What It Becomes

Through Jan 12

Abstract artwork featuring a figure in motion with swirling colors of green, yellow, and red hues.
Abstract artwork featuring a figure in motion with swirling colors of green, yellow, and red hues.

Rick Bartow, Autobiographical Hawk, 1991. Pastel and graphite on paper, 46 5/8 × 59 7/8 in. (118.4 × 152.1 cm). Whitney Museum of American Art, New York; gift of the Richard E. Bartow Trust 2022.69. © Richard E. Bartow Trust

On view
Floor 3

Open: Aug 24, 2024–Jan 12, 2025

As an act of direct mark making, drawing offers an immediate and spontaneous way for ideas to unfold and images to come into being. Informed by the medium’s potential to illustrate change, this exhibition brings together works from the Whitney’s collection by artists who use drawing as an act of transformation. In their hands, drawing presents a tool to reveal the unseen and make the familiar unrecognizable, or as the artist Toyin Ojih Odutola has remarked, “What it becomes is what I’m interested in.” 

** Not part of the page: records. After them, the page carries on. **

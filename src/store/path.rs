//! Relative path validation and root containment.
//!
//! Two layers guard every store operation:
//!
//! 1. [`check_relative`] rejects suspicious input before any file system call
//!    (`..` segments, leading `/` or `\`, absolute paths).
//! 2. [`resolve_existing`] / [`resolve_for_write`] canonicalize the result,
//!    following symlinks, and require it to lie strictly inside the root.

use crate::error::{EditorError, Result};
use std::{
    fs, io,
    path::{Component, Path, PathBuf},
};

/// Reject relative paths that could leave their root.
///
/// # Errors
///
/// [`EditorError::AccessDenied`] for empty, absolute, or `..`-containing paths.
pub fn check_relative(rel: &str) -> Result<&Path> {
    let denied = || EditorError::AccessDenied(rel.to_owned());

    if rel.is_empty() || rel.starts_with('/') || rel.starts_with('\\') {
        return Err(denied());
    }
    // Backslash separators are not split on unix, so check them by hand.
    if rel.split(['/', '\\']).any(|segment| segment == "..") {
        return Err(denied());
    }

    let path = Path::new(rel);
    let escapes = path.components().any(|c| {
        matches!(
            c,
            Component::ParentDir | Component::RootDir | Component::Prefix(_)
        )
    });
    if escapes || path.is_absolute() {
        return Err(denied());
    }
    Ok(path)
}

/// Resolve `rel` to an existing file strictly inside `root`.
///
/// The returned path is `root/rel`, not the symlink-resolved target, so
/// deleting it removes the link rather than what it points to.
///
/// # Errors
///
/// - [`EditorError::AccessDenied`] if the path escapes `root`
/// - [`EditorError::NotFound`] if nothing exists at the path
pub fn resolve_existing(root: &Path, rel: &str) -> Result<PathBuf> {
    let relative = check_relative(rel)?;
    let root = canonical_root(root, rel)?;
    let target = root.join(relative);

    if fs::symlink_metadata(&target).is_err() {
        return Err(EditorError::NotFound(rel.to_owned()));
    }
    let resolved = target.canonicalize().map_err(|e| io_error(&target, rel, e))?;
    ensure_inside(&root, &resolved, rel)?;

    if resolved.is_dir() {
        return Err(EditorError::NotFound(rel.to_owned()));
    }
    Ok(target)
}

/// Resolve `rel` for writing, creating intermediate directories.
///
/// Containment is checked against the nearest existing ancestor before any
/// directory is created, then again once the parent exists.
///
/// # Errors
///
/// - [`EditorError::AccessDenied`] if the path escapes `root`
/// - [`EditorError::ValidationFailure`] if the target is a directory
/// - [`EditorError::Io`] if directories cannot be created
pub fn resolve_for_write(root: &Path, rel: &str) -> Result<PathBuf> {
    let relative = check_relative(rel)?;
    fs::create_dir_all(root).map_err(|e| EditorError::Io(root.to_path_buf(), e))?;
    let root = canonical_root(root, rel)?;
    let target = root.join(relative);
    let parent = target
        .parent()
        .ok_or_else(|| EditorError::AccessDenied(rel.to_owned()))?;

    if let Some(existing) = parent.ancestors().find(|p| p.exists()) {
        let resolved = existing.canonicalize().map_err(|e| io_error(existing, rel, e))?;
        ensure_inside_or_root(&root, &resolved, rel)?;
    }

    fs::create_dir_all(parent).map_err(|e| EditorError::Io(parent.to_path_buf(), e))?;
    let resolved = parent.canonicalize().map_err(|e| io_error(parent, rel, e))?;
    ensure_inside_or_root(&root, &resolved, rel)?;

    if target.exists() {
        let resolved = target.canonicalize().map_err(|e| io_error(&target, rel, e))?;
        ensure_inside(&root, &resolved, rel)?;
        if resolved.is_dir() {
            return Err(EditorError::ValidationFailure(format!("`{rel}` is a directory")));
        }
    }
    Ok(target)
}

fn canonical_root(root: &Path, rel: &str) -> Result<PathBuf> {
    root.canonicalize().map_err(|e| match e.kind() {
        io::ErrorKind::NotFound => EditorError::NotFound(rel.to_owned()),
        _ => EditorError::Io(root.to_path_buf(), e),
    })
}

/// `resolved` must be below `root` and not `root` itself.
fn ensure_inside(root: &Path, resolved: &Path, rel: &str) -> Result<()> {
    if resolved.starts_with(root) && resolved != root {
        Ok(())
    } else {
        Err(EditorError::AccessDenied(rel.to_owned()))
    }
}

/// Like [`ensure_inside`], but directories may be the root itself.
fn ensure_inside_or_root(root: &Path, resolved: &Path, rel: &str) -> Result<()> {
    if resolved.starts_with(root) {
        Ok(())
    } else {
        Err(EditorError::AccessDenied(rel.to_owned()))
    }
}

/// Map an IO error, treating `NotFound` as a missing document.
pub(super) fn io_error(path: &Path, rel: &str, err: io::Error) -> EditorError {
    match err.kind() {
        io::ErrorKind::NotFound => EditorError::NotFound(rel.to_owned()),
        _ => EditorError::Io(path.to_path_buf(), err),
    }
}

Although the works in this exhibition range from the graphic arts to photographs and videos, the processes inherent to drawing play a fundamental role in the creation of each of them. Certain artists employ techniques like inscribing and erasure to alter or reclaim existing images, as seen in works by Ojih Odutola and Wendy Red Star. Others, such as David Hammons and Maren Hassinger, emphasize the tactility of the medium by using their own bodies as drawing tools or surfaces to transform their likeness. All the works bear a close relationship to the figure, ranging from traditional modes of portraiture to more abstract graphic records of human gesture. Harnessing the relationship between drawing, touch, and formation, the artists explore the malleable nature of identity and the possibility of shaping and redefining oneself.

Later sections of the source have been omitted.